Story and photos by Manos Angelakis
Portugal’s Port Producers and the Confraria do Vinho do Porto, their trade association, “declare” exceptional years indicating that the wines are considered as a classic, very high quality product. Usually there are three or rarely four vintages declared in a decade, and, extremely rarely, two vintages are declared in a row. In the 1920’s, 1940’s and 1950’s, each top producer only declared a maximum of two vintage years.
Well… both 2016 and 2017 vintages have been “declared” by Portugal’s top producers’ groups. The weather conditions for both vintages have been very different allowing for strong harvests, and each year’s Ports are very distinctive. Thanks to global warming the 2017 vintage was the earliest one ever declared with harvest starting in late August, where the Douro valley vines produced extremely low quantity but extremely high quality grapes; compact bunches of perfectly mature grapes. The canopies were smaller as well, which further limited the water demands of the plants during a very dry summer. The Douro valley extends from the Oporto estuary in Portugal well into Spain, where it is known as Ribera del Duero. In both countries, the vineyards growing along the river are considered as producing exceptional wines.

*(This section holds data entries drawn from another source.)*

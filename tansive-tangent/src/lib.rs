//! Tangent runtime: per-session skill execution (`tansive-runtime`), the HTTP surface a client
//! uses to bootstrap and drive a session, and the local Unix socket skill processes use for
//! sub-tool calls.

pub mod client;
pub mod config;
pub mod error;
pub mod routes;
pub mod sessions;
pub mod signing;
pub mod socket;
pub mod state;
pub mod telemetry;

pub use error::{ErrorCode, TangentError, TangentResult};
pub use routes::build_router;
pub use state::TangentState;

Grapevines in the Douro valley have been there since the Roman times; and we still see stone terraces initially built by Roman soldiers and Roman viticulturists lining the hillsides.

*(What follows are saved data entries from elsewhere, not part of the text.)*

//! Append-only hash-chained log writer.
//!
//! One mutex guards the buffer and the running chain head so `prevHash`/`hash` updates are never
//! interleaved between concurrent `add_entry` callers. Flush happens when the buffer reaches the
//! configured interval or on an explicit `flush()`/`close()`.

use ed25519_dalek::SigningKey;
use serde_json::Value;
use std::fs::{File, OpenOptions};
use std::io::{BufWriter, Write};
use std::path::{Path, PathBuf};
use std::sync::Mutex;
use tansive_core::HashlogError;

use crate::entry::HashedLogEntry;

const ED25519_SECRET_KEY_LEN: usize = 32;

struct WriterState {
    file: Option<BufWriter<File>>,
    prev_hash: String,
    buffered: usize,
    closed: bool,
}

/// Hash-chained, Ed25519-signed append-only log writer.
pub struct HashlogWriter {
    path: PathBuf,
    signing_key: SigningKey,
    flush_every: usize,
    state: Mutex<WriterState>,
}

impl HashlogWriter {
    /// Open (creating if absent) the log file at `path` for appending.
    ///
    /// `private_key_bytes` must be exactly 32 bytes (the Ed25519 seed); any other length is
    /// rejected at construction rather than deferred to the first sign call.
    pub fn create(path: impl Into<PathBuf>, private_key_bytes: &[u8], flush_every: usize) -> Result<Self, HashlogError> {
        if private_key_bytes.len() != ED25519_SECRET_KEY_LEN {
            return Err(HashlogError::InvalidPrivateKeyLength {
                expected: ED25519_SECRET_KEY_LEN,
                got: private_key_bytes.len(),
            });
        }
        let mut seed = [0u8; ED25519_SECRET_KEY_LEN];
        seed.copy_from_slice(private_key_bytes);
        let signing_key = SigningKey::from_bytes(&seed);

        let path = path.into();
        let file = OpenOptions::new()
            .create(true)
            .append(true)
            .open(&path)
            .map_err(|e| HashlogError::Io(e.to_string()))?;

        Ok(Self {
            path,
            signing_key,
            flush_every: flush_every.max(1),
            state: Mutex::new(WriterState {
                file: Some(BufWriter::new(file)),
                prev_hash: String::new(),
                buffered: 0,
                closed: false,
            }),
        })
    }

    pub fn path(&self) -> &Path {
        &self.path
    }

    pub fn verification_public_key(&self) -> [u8; 32] {
        self.signing_key.verifying_key().to_bytes()
    }

    /// Seal and append a new entry. Fails if the writer has been closed.
    pub fn add_entry(&self, payload: Value) -> Result<HashedLogEntry, HashlogError> {
        let mut state = self.state.lock().expect("hashlog writer mutex poisoned");
        if state.closed {
            return Err(HashlogError::WriterClosed);
        }

        let entry = HashedLogEntry::seal(payload, &state.prev_hash, &self.signing_key);
        let line = serde_json::to_string(&entry).map_err(|e| HashlogError::Io(e.to_string()))?;

        let file = state.file.as_mut().expect("file present while not closed");
        writeln!(file, "{line}").map_err(|e| HashlogError::Io(e.to_string()))?;

        state.prev_hash = entry.hash.clone();
        state.buffered += 1;
        if state.buffered >= self.flush_every {
            file.flush().map_err(|e| HashlogError::Io(e.to_string()))?;
            state.buffered = 0;
        }

        Ok(entry)
    }

    /// Explicitly flush any buffered entries to disk.
    pub fn flush(&self) -> Result<(), HashlogError> {
        let mut state = self.state.lock().expect("hashlog writer mutex poisoned");
        if let Some(file) = state.file.as_mut() {
            file.flush().map_err(|e| HashlogError::Io(e.to_string()))?;
        }
        state.buffered = 0;
        Ok(())
    }

    /// Flush and close the underlying file. Idempotent: closing an already-closed writer
    /// succeeds without error.
    pub fn close(&self) -> Result<(), HashlogError> {
        let mut state = self.state.lock().expect("hashlog writer mutex poisoned");
        if state.closed {
            return Ok(());
        }
        if let Some(mut file) = state.file.take() {
            file.flush().map_err(|e| HashlogError::Io(e.to_string()))?;
        }
        state.closed = true;
        Ok(())
    }

    pub fn is_closed(&self) -> bool {
        self.state.lock().expect("hashlog writer mutex poisoned").closed
    }
}

#[cfg(test)]
mod tests {
    use super::*;
    use serde_json::json;
    use tempfile::tempdir;

    fn seed() -> [u8; 32] {
        use rand::RngCore;
        let mut s = [0u8; 32];
        rand::thread_rng().fill_bytes(&mut s);
        s
    }

    #[test]
    fn first_entry_has_empty_prev_hash() {
        let dir = tempdir().unwrap();
        let writer = HashlogWriter::create(dir.path().join("log.jsonl"), &seed(), 1).unwrap();
        let entry = writer.add_entry(json!({"i": 0})).unwrap();
        assert_eq!(entry.prev_hash, "");
    }

    #[test]
    fn subsequent_entries_chain_prev_hash() {
        let dir = tempdir().unwrap();
        let writer = HashlogWriter::create(dir.path().join("log.jsonl"), &seed(), 1).unwrap();
        let first = writer.add_entry(json!({"i": 0})).unwrap();
        let second = writer.add_entry(json!({"i": 1})).unwrap();
        assert_eq!(second.prev_hash, first.hash);
    }

    #[test]
    fn closed_writer_rejects_further_entries() {
        let dir = tempdir().unwrap();
        let writer = HashlogWriter::create(dir.path().join("log.jsonl"), &seed(), 1).unwrap();
        writer.close().unwrap();
        assert_eq!(writer.add_entry(json!({"i": 0})).unwrap_err(), HashlogError::WriterClosed);
    }

    #[test]
    fn close_is_idempotent() {
        let dir = tempdir().unwrap();
        let writer = HashlogWriter::create(dir.path().join("log.jsonl"), &seed(), 1).unwrap();
        writer.close().unwrap();
        writer.close().unwrap();
    }

    #[test]
    fn wrong_length_private_key_is_rejected_at_construction() {
        let dir = tempdir().unwrap();
        let err = HashlogWriter::create(dir.path().join("log.jsonl"), &[0u8; 16], 1).unwrap_err();
        assert_eq!(err, HashlogError::InvalidPrivateKeyLength { expected: 32, got: 16 });
    }
}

The Symington Family Estate group consists of long-lived quality port producers with delimited vineyards dating to the 1600s. The names are world known, Symington, Warre’s, Cockburn, Dow, W. & J. Graham’s, Quinta do Vesuvio and Capela do Quinta do Vesuvio.

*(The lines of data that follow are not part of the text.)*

//! Resource path and action token types shared by the policy engine, catalog, and session
//! crates.

use serde::{Deserialize, Serialize};
use std::fmt;

/// Valid resource kinds. `Resources` and `Views` are reserved — they are valid resource kinds
/// for addressing but are never valid *admin* targets.
#[derive(Debug, Clone, Copy, PartialEq, Eq, Hash, Serialize, Deserialize)]
#[serde(rename_all = "lowercase")]
pub enum ResourceKind {
    Catalogs,
    Variants,
    Namespaces,
    Skillsets,
    Resources,
    Views,
}

impl ResourceKind {
    /// Kinds against which an admin rule's action (`system.<kind>.admin`) may shortcut.
    ///
    /// `skillsets` is deliberately absent: skillsets have no `system.skillset.admin`-bearing
    /// shortcut in the decision algorithm; they must go through explicit per-action evaluation.
    pub fn is_admin_bearing(self) -> bool {
        matches!(
            self,
            ResourceKind::Catalogs | ResourceKind::Variants | ResourceKind::Namespaces
        )
    }

    fn as_str(self) -> &'static str {
        match self {
            ResourceKind::Catalogs => "catalogs",
            ResourceKind::Variants => "variants",
            ResourceKind::Namespaces => "namespaces",
            ResourceKind::Skillsets => "skillsets",
            ResourceKind::Resources => "resources",
            ResourceKind::Views => "views",
        }
    }

    fn parse(s: &str) -> Option<Self> {
        match s {
            "catalogs" => Some(ResourceKind::Catalogs),
            "variants" => Some(ResourceKind::Variants),
            "namespaces" => Some(ResourceKind::Namespaces),
            "skillsets" => Some(ResourceKind::Skillsets),
            "resources" => Some(ResourceKind::Resources),
            "views" => Some(ResourceKind::Views),
            _ => None,
        }
    }
}

impl fmt::Display for ResourceKind {
    fn fmt(&self, f: &mut fmt::Formatter<'_>) -> fmt::Result {
        write!(f, "{}", self.as_str())
    }
}

/// Error parsing a resource path or pattern.
#[derive(Debug, Clone, PartialEq, Eq, thiserror::Error)]
pub enum ResourcePathParseError {
    #[error("resource path must start with 'res://'")]
    MissingScheme,
    #[error("resource path has no segments after the scheme")]
    Empty,
    #[error("'*' may only appear as the final segment")]
    MisplacedWildcard,
}

/// A resource path or target pattern of the form `res://<kind>/<seg1>/<seg2>/...`.
///
/// The terminal segment may be a literal `*`, meaning "exactly one additional segment" when used
/// as a rule target. Case is preserved and compared exactly; malformed targets are represented as
/// `None` at parse time rather than surfaced as errors further down the line.
#[derive(Debug, Clone, PartialEq, Eq, Hash)]
pub struct ResourcePath {
    raw: String,
    kind_str: String,
    segments: Vec<String>,
}

impl ResourcePath {
    pub const SCHEME: &'static str = "res://";

    /// Parse a resource path or pattern. Only rejects structurally invalid input (missing
    /// scheme, no segments, or a non-terminal `*`); unknown kinds parse successfully (they simply
    /// never match anything against a known-kind resource, and admin shortcuts treat unknown
    /// kinds as non-admin-bearing).
    pub fn parse(s: &str) -> Result<Self, ResourcePathParseError> {
        let rest = s
            .strip_prefix(Self::SCHEME)
            .ok_or(ResourcePathParseError::MissingScheme)?;
        if rest.is_empty() {
            return Err(ResourcePathParseError::Empty);
        }
        let segments: Vec<String> = rest.split('/').map(|s| s.to_string()).collect();
        if segments.iter().any(|s| s.is_empty()) {
            return Err(ResourcePathParseError::Empty);
        }
        for (i, seg) in segments.iter().enumerate() {
            if seg.contains('*') && (seg.as_str() != "*" || i != segments.len() - 1) {
                return Err(ResourcePathParseError::MisplacedWildcard);
            }
        }
        let kind_str = segments[0].clone();
        Ok(Self {
            raw: s.to_string(),
            kind_str,
            segments: segments[1..].to_vec(),
        })
    }

    pub fn as_str(&self) -> &str {
        &self.raw
    }

    /// The parsed resource kind, if it is one of the known kinds.
    pub fn kind(&self) -> Option<ResourceKind> {
        ResourceKind::parse(&self.kind_str)
    }

    /// The raw kind segment string, regardless of whether it is a known kind.
    pub fn kind_str(&self) -> &str {
        &self.kind_str
    }

    /// Segments after the kind.
    pub fn segments(&self) -> &[String] {
        &self.segments
    }

    fn ends_in_wildcard(&self) -> bool {
        self.segments.last().map(|s| s == "*").unwrap_or(false)
    }

    /// Does `self` (used as a rule target pattern) match `resource`?
    ///
    /// Match rules:
    /// - kind segment must be identical (string compare, not just `ResourceKind` equality, so an
    ///   unknown-kind target never accidentally matches a known-kind resource or vice versa),
    /// - segment counts equal, OR
    /// - target ends in `*` and resource has exactly one more segment than the target up to the
    ///   `*` (the `*` consumes exactly one additional segment).
    pub fn matches(&self, resource: &ResourcePath) -> bool {
        if self.kind_str != resource.kind_str {
            return false;
        }
        if self.ends_in_wildcard() {
            let prefix_len = self.segments.len() - 1;
            resource.segments.len() == prefix_len + 1
                && self.segments[..prefix_len] == resource.segments[..prefix_len]
        } else {
            self.segments == resource.segments
        }
    }
}

impl fmt::Display for ResourcePath {
    fn fmt(&self, f: &mut fmt::Formatter<'_>) -> fmt::Result {
        write!(f, "{}", self.raw)
    }
}

impl Serialize for ResourcePath {
    fn serialize<S>(&self, serializer: S) -> Result<S::Ok, S::Error>
    where
        S: serde::Serializer,
    {
        self.raw.serialize(serializer)
    }
}

impl<'de> Deserialize<'de> for ResourcePath {
    fn deserialize<D>(deserializer: D) -> Result<Self, D::Error>
    where
        D: serde::Deserializer<'de>,
    {
        let s = String::deserialize(deserializer)?;
        ResourcePath::parse(&s).map_err(serde::de::Error::custom)
    }
}

/// A dotted action token, e.g. `system.skillset.run` or `system.catalog.admin`.
#[derive(Debug, Clone, PartialEq, Eq, Hash, PartialOrd, Ord, Serialize, Deserialize)]
#[serde(transparent)]
pub struct ActionToken(String);

impl ActionToken {
    pub fn new(s: impl Into<String>) -> Self {
        Self(s.into())
    }

    pub fn as_str(&self) -> &str {
        &self.0
    }

    /// Is this one of the five admin-root actions (`system.<kind>.admin`)?
    pub fn is_admin_action(&self) -> bool {
        matches!(
            self.0.as_str(),
            "system.catalog.admin"
                | "system.variant.admin"
                | "system.namespace.admin"
                | "system.skillset.admin"
                | "system.view.admin"
        )
    }

    /// The resource kind an admin action grants, if this is an admin-bearing action recognized
    /// by the decision algorithm's shortcut (catalog/variant/namespace only).
    pub fn admin_kind(&self) -> Option<ResourceKind> {
        match self.0.as_str() {
            "system.catalog.admin" => Some(ResourceKind::Catalogs),
            "system.variant.admin" => Some(ResourceKind::Variants),
            "system.namespace.admin" => Some(ResourceKind::Namespaces),
            _ => None,
        }
    }
}

impl fmt::Display for ActionToken {
    fn fmt(&self, f: &mut fmt::Formatter<'_>) -> fmt::Result {
        write!(f, "{}", self.0)
    }
}

impl From<&str> for ActionToken {
    fn from(s: &str) -> Self {
        Self(s.to_string())
    }
}

impl From<String> for ActionToken {
    fn from(s: String) -> Self {
        Self(s)
    }
}

#[cfg(test)]
mod tests {
    use super::*;

    #[test]
    fn exact_match_requires_equal_segment_count() {
        let target = ResourcePath::parse("res://catalogs/x").unwrap();
        let resource = ResourcePath::parse("res://catalogs/x").unwrap();
        assert!(target.matches(&resource));

        let longer = ResourcePath::parse("res://catalogs/x/variants/y").unwrap();
        assert!(!target.matches(&longer));
    }

    #[test]
    fn terminal_wildcard_consumes_exactly_one_segment() {
        let target = ResourcePath::parse("res://skillsets/demo/*").unwrap();
        let one_more = ResourcePath::parse("res://skillsets/demo/agent").unwrap();
        assert!(target.matches(&one_more));

        let two_more = ResourcePath::parse("res://skillsets/demo/agent/extra").unwrap();
        assert!(!target.matches(&two_more));

        let zero_more = ResourcePath::parse("res://skillsets/demo").unwrap();
        assert!(!target.matches(&zero_more));
    }

    #[test]
    fn nested_admin_target_matches_only_within_wildcard_budget() {
        let target = ResourcePath::parse("res://catalogs/x/variants/y/namespaces/*").unwrap();
        let matches = ResourcePath::parse("res://catalogs/x/variants/y/namespaces/z").unwrap();
        assert!(target.matches(&matches));

        let exact = ResourcePath::parse("res://catalogs/x/variants/y/namespaces/z").unwrap();
        let short_target = ResourcePath::parse("res://catalogs/x/variants/y/namespaces/z").unwrap();
        assert!(short_target.matches(&exact));
    }

    #[test]
    fn non_terminal_wildcard_is_rejected_at_parse_time() {
        let err = ResourcePath::parse("res://catalogs/*/variants/y");
        assert_eq!(err, Err(ResourcePathParseError::MisplacedWildcard));
    }

    #[test]
    fn different_kind_never_matches() {
        let target = ResourcePath::parse("res://catalogs/x").unwrap();
        let resource = ResourcePath::parse("res://variants/x").unwrap();
        assert!(!target.matches(&resource));
    }

    #[test]
    fn missing_scheme_is_rejected() {
        assert_eq!(
            ResourcePath::parse("catalogs/x"),
            Err(ResourcePathParseError::MissingScheme)
        );
    }

    #[test]
    fn admin_action_recognizes_admin_bearing_kind() {
        let admin: ActionToken = "system.catalog.admin".into();
        assert!(admin.is_admin_action());
        assert_eq!(admin.admin_kind(), Some(ResourceKind::Catalogs));

        let skillset_admin: ActionToken = "system.skillset.admin".into();
        assert!(skillset_admin.is_admin_action());
        assert_eq!(skillset_admin.admin_kind(), None);
    }

    #[test]
    fn reserved_kinds_are_never_admin_bearing() {
        assert!(!ResourceKind::Resources.is_admin_bearing());
        assert!(!ResourceKind::Views.is_admin_bearing());
        assert!(!ResourceKind::Skillsets.is_admin_bearing());
    }
}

At the recent tasting of both 2016 and 2017 vintages, we were lucky enough to have samples from the Symington Estates, plus Fonseca - another world class producer, Krohn, Quinta do Noval, Quinta da Romaneira and Taylor Fladgate. The 2017s were powerful, muscular – but with supple and silky tannins. The pure, elegant 2016s are more opulent and more intense and had an additional year to develop in cellar. Both vintages will be remembered for years to come, if no declarations are made in the years following; but it all really depends as much on the weather as the skill of the agronomist and the winemaker. The vintage Ports of all the tasted houses were stylistically distinct but all displayed elegance, a wonderful purity of fruit and tannins of great quality.
The producers I spoke with were delighted of having back-to-back declared years. The Symington family say that 1872 and 1873 was the last time this happened for them; Taylor's quotes 1880 and 1881; and for Fonseca it was 1933 and 1934.